Весной, перед Пасхой, переходили жить в летнюю избу с горницей. К переходу за зиму вымерзали тараканы. Но клопы только прикидывались, что замерзли. В этой избе простора больше раза в два. К обеим избам примыкали длинные сени с окном на баню и Синюю гору. За сенями – двор с двумя хлевами. В одном зимовали овцы, в другом – теленок. Свиней, гусей, коз у нас никогда не держали. Был ещё и амбар, и так называемая «подкрыша». Между домом и амбаром – двухполотняные ворота.
Утром, встав и умывшись – иной раз с мылом, а чаще всего без мыла – из рукомойника /умывальника/, мама щепала лучину, совала её под сложенные в печь ещё с вечера поленья и затопляла печь. Отец надевал штаны, вставал перед столом лицом к иконостасу и начинал молиться богу. Заставлял молиться и нас. Полагалось в полголоса, а то и шёпотом читать молитву, креститься и кланяться в пояс или до земли /до полу/. В левой руке держали лестовицу, отсчитывая по ней число поклонов. Моленье считалось законченным, если поклонишься не менее двухсот раз. Легко ли это было –сами поймёте, если за пятнадцатиминутную нынешнюю физзарядку делается движений значительно меньше. Чтобы быстрее отделаться от однообразного, надоедливого моленья, лестовицу перебирали быстро: перекрестишься и поклонишься один раз, а отсчитаешь три. Да и молитвы надоедали. Поэтому иной раз бормочешь, что в голову придет, лишь бы отец и мать, исповедовавшие кержацкую /старую/ веру, не слышали: «Господе Исусе, вперёд не суйся, сзади не оставайся, в серёдке не мешайся».
Молились и перед тем, как сесть за стол. Завтрак почему-то звался обедом, обед – паужной и только ужин – ужином. Семеро братьев и две сестры, мы едва размещались за небольшим деревянным столом. Самых маленьких держали на коленях отец и мать. Еда была постной, простой и каждый день одинаковой, особенно в Великий пост – в марте и апреле: чёрный хлеб, варёная картошка да солёная мелко нарубленная капуста. А если появлялась на столе похлёбка, мы враз оживлялись, поблёскивая глазами. А если мама ставила на стол мясные шти /щи/, то для всего нашего большого застолья это был настоящий праздник. Хлебать похлёбку или щи начинали по сигналу отца /в этих случаях он стучал ложкой о кромку миски/. Часто разгорались драки. Слышно было, как трещали по лбам деревянные ложки. В руке оставался один черенок. Считай, что на этом твой обед заканчивался.

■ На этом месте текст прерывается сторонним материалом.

//! Inbound surface of the onemcp proxy: the stdio session, the streamable
//! HTTP / SSE multiplexer, and the OAuth gateway.

pub mod http;
pub mod message_processor;
pub mod oauth;
pub mod outgoing_message;
pub mod proxy;
pub mod session;
pub mod stdio;
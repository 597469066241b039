#![allow(dead_code)]

// Shared fixtures: a scratch workflows tree plus workflow JSON builders.

use flowcat::BuilderConfig;
use serde_json::{Value, json};
use std::fs;
use std::path::PathBuf;
use tempfile::TempDir;

/// A temporary repository with a `workflows/` tree laid out the way the
/// builder expects. Dropped with the test.
pub struct WorkflowTree {
    temp: TempDir,
}

impl WorkflowTree {
    pub fn new() -> Self {
        let temp = TempDir::new().expect("create temp dir");
        fs::create_dir_all(temp.path().join("workflows")).expect("create workflows dir");
        Self { temp }
    }

    pub fn root(&self) -> PathBuf {
        self.temp.path().to_path_buf()
    }

    pub fn workflows_dir(&self) -> PathBuf {
        self.temp.path().join("workflows")
    }

    pub fn config(&self) -> BuilderConfig {
        BuilderConfig::for_workflows_dir(self.workflows_dir())
    }

    pub fn catalog_path(&self) -> PathBuf {
        self.workflows_dir().join("metadata/workflows_catalog.yaml")
    }

    /// Write a workflow document under the given root (e.g. "domains/crm").
    pub fn write_workflow(&self, root: &str, id: &str, document: &Value) -> PathBuf {
        let dir = self.workflows_dir().join(root);
        fs::create_dir_all(&dir).expect("create workflow root");
        let path = dir.join(format!("{id}.json"));
        fs::write(&path, serde_json::to_vec_pretty(document).unwrap()).expect("write workflow");
        path
    }

    /// Write raw bytes as a workflow file, for malformed-input cases.
    pub fn write_raw(&self, root: &str, file_name: &str, contents: &str) -> PathBuf {
        let dir = self.workflows_dir().join(root);
        fs::create_dir_all(&dir).expect("create workflow root");
        let path = dir.join(file_name);
        fs::write(&path, contents).expect("write raw file");
        path
    }
}

pub fn workflow(name: &str) -> Value {
    json!({"name": name, "nodes": []})
}

pub fn workflow_with_nodes(name: &str, nodes: Vec<Value>) -> Value {
    json!({"name": name, "nodes": nodes})
}

pub fn webhook_node(path: &str) -> Value {
    json!({"type": "n8n-nodes-base.webhook", "parameters": {"path": path}})
}

pub fn execute_workflow_node(workflow_id: &str) -> Value {
    json!({"type": "n8n-nodes-base.executeWorkflow", "parameters": {"workflowId": workflow_id}})
}

pub fn start_node(notes: &str) -> Value {
    json!({"type": "n8n-nodes-base.start", "notes": notes})
}
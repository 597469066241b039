//! Workflow catalog tooling for an n8n automation repository.
//!
//! The repository organizes workflow definitions (opaque n8n JSON) under
//! per-domain directories; `flowcat` scans them, extracts per-workflow
//! metadata, reconciles the result against the previously generated catalog
//! so manual curation survives, and writes the catalog YAML back out.

pub mod catalog;
pub mod config;
pub mod scan;
pub mod workflow;

pub use catalog::{
    Catalog, CatalogFile, Observability, STATUS_ACTIVE, STATUS_DEPRECATED, SchemaValidation,
    Statistics, WorkflowDescriptor, generate_catalog, load_existing_catalog, merge_catalogs,
    save_catalog,
};
pub use config::BuilderConfig;
pub use scan::scan_workflows;
pub use workflow::{WorkflowDocument, WorkflowNode, load_workflow_from_path};
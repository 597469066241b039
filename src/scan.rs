//! Directory scan and per-workflow metadata extraction.
//!
//! The scan walks the configured roots in order, file names sorted within
//! each root, and produces one descriptor per parseable workflow file. A
//! malformed file is warned about and skipped; it never aborts the pass.

use anyhow::{Context, Result};
use std::collections::{BTreeMap, BTreeSet};
use std::fs;
use std::path::{Path, PathBuf};

use crate::catalog::{Observability, STATUS_ACTIVE, SchemaValidation, WorkflowDescriptor};
use crate::config::BuilderConfig;
use crate::workflow::{self, WorkflowDocument};

const DESCRIPTOR_VERSION: &str = "1.0.0";
const WORKFLOW_EXTENSION: &str = "json";

/// Keyword to tag rules, matched case-insensitively against the workflow
/// name as substrings.
const TAG_RULES: &[(&[&str], &str)] = &[
    (&["error", "handler"], "error-handling"),
    (&["log"], "logging"),
    (&["slack", "notify"], "notifications"),
    (&["approval"], "approvals"),
    (&["health", "check"], "monitoring"),
];

/// Keyword to schema-type rules, matched case-insensitively against the
/// workflow id; first matching rule wins.
const SCHEMA_TYPE_RULES: &[(&[&str], &str)] = &[
    (&["contact", "lead"], "contact"),
    (&["incident", "error"], "incident"),
    (&["infra", "deploy", "terraform"], "infra_deploy"),
    (&["event", "log"], "event"),
];
const DEFAULT_SCHEMA_TYPE: &str = "event";

/// Scan every configured root and extract a descriptor per workflow file.
pub fn scan_workflows(config: &BuilderConfig) -> Result<Vec<WorkflowDescriptor>> {
    let mut descriptors = Vec::new();
    for root in &config.roots {
        if !root.is_dir() {
            continue;
        }
        for path in workflow_files(root)? {
            match workflow::load_workflow_from_path(&path) {
                Ok(document) => {
                    descriptors.push(descriptor_from_document(config, &path, &document));
                }
                Err(err) => {
                    eprintln!("flowcat: warning: skipping {}: {err:#}", path.display());
                }
            }
        }
    }
    Ok(descriptors)
}

fn workflow_files(root: &Path) -> Result<Vec<PathBuf>> {
    let mut files = Vec::new();
    let entries =
        fs::read_dir(root).with_context(|| format!("reading directory {}", root.display()))?;
    for entry in entries {
        let path = entry
            .with_context(|| format!("reading directory {}", root.display()))?
            .path();
        if path.is_file()
            && path
                .extension()
                .is_some_and(|ext| ext == WORKFLOW_EXTENSION)
        {
            files.push(path);
        }
    }
    files.sort();
    Ok(files)
}

fn descriptor_from_document(
    config: &BuilderConfig,
    path: &Path,
    document: &WorkflowDocument,
) -> WorkflowDescriptor {
    let id = path
        .file_stem()
        .map(|stem| stem.to_string_lossy().into_owned())
        .unwrap_or_default();
    let relative = path
        .strip_prefix(&config.workflows_dir)
        .unwrap_or(path)
        .to_path_buf();
    let domain = config.domain_for_path(&relative);
    let name = document.display_name(&id);
    let description = describe(document, &name);

    let endpoints = document
        .webhook_paths()
        .map(|path| format!("/webhook/{path}"))
        .collect();
    let dependencies = document
        .sub_workflow_ids()
        .map(str::to_string)
        .collect();

    let schema_validation = SchemaValidation {
        required: true,
        schema_type: infer_schema_type(&id),
    };
    let tags = infer_tags(document, &domain, &name);
    let file_path = relative.to_string_lossy().replace('\\', "/");

    WorkflowDescriptor {
        id,
        name,
        domain,
        description,
        version: DESCRIPTOR_VERSION.to_string(),
        status: STATUS_ACTIVE.to_string(),
        file_path,
        endpoints,
        dependencies,
        tags,
        schema_validation,
        observability: Observability::default(),
        owner: None,
        risk_level: None,
        classification: None,
        maintenance: None,
        extra: BTreeMap::new(),
    }
}

/// Best-effort description: start-node notes, then the declared execution
/// order hint, then a generated fallback.
fn describe(document: &WorkflowDocument, name: &str) -> String {
    if let Some(notes) = document.start_notes() {
        return notes.to_string();
    }
    if let Some(order) = document
        .settings
        .execution_order
        .as_deref()
        .filter(|order| !order.is_empty())
    {
        return order.to_string();
    }
    format!("{name} workflow")
}

/// Domain tag plus declared tags plus keyword-inferred tags, deduplicated
/// and sorted.
fn infer_tags(document: &WorkflowDocument, domain: &str, name: &str) -> Vec<String> {
    let mut tags: BTreeSet<String> = BTreeSet::new();
    tags.insert(domain.to_string());
    for tag in document.declared_tags() {
        tags.insert(tag.to_string());
    }
    let lowered = name.to_lowercase();
    for (keywords, tag) in TAG_RULES {
        if keywords.iter().any(|keyword| lowered.contains(keyword)) {
            tags.insert(tag.to_string());
        }
    }
    tags.into_iter().collect()
}

fn infer_schema_type(id: &str) -> String {
    let lowered = id.to_lowercase();
    for (keywords, schema_type) in SCHEMA_TYPE_RULES {
        if keywords.iter().any(|keyword| lowered.contains(keyword)) {
            return schema_type.to_string();
        }
    }
    DEFAULT_SCHEMA_TYPE.to_string()
}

Зимой отец лесовал /охотился/. Для охоты припасал капканы, проволочные петли, лёгкую деревянную лопатку, лыжи. Капканы и петли ставил на зайцев, лис, куниц. Случалось, убивал и лося. Снаряжался на охоту до удивительного легко, не по-зимнему, надевая на себя обыкновенную старенькую лопотину /пальто/, а обувался, как и летом, в лапти. Кроме этого непременно пристраивал за спину крошни из лыка /вид уральского деревенского ранца/. К крошням привязывал холщёвую торбу /мешок/, в которую клал каравай хлеба, сухари, соль, картошки, спички. Не забывал и компас. Вставал на тяжёлые, подбитые кожей с мехом лыжи. Такие лыжи он называл кысовыми. Шёл на них без палок и по ровной местности, и под гору, и в гору. Лыжи эти отличались тем, что при подъёме на гору они не скатывались назад.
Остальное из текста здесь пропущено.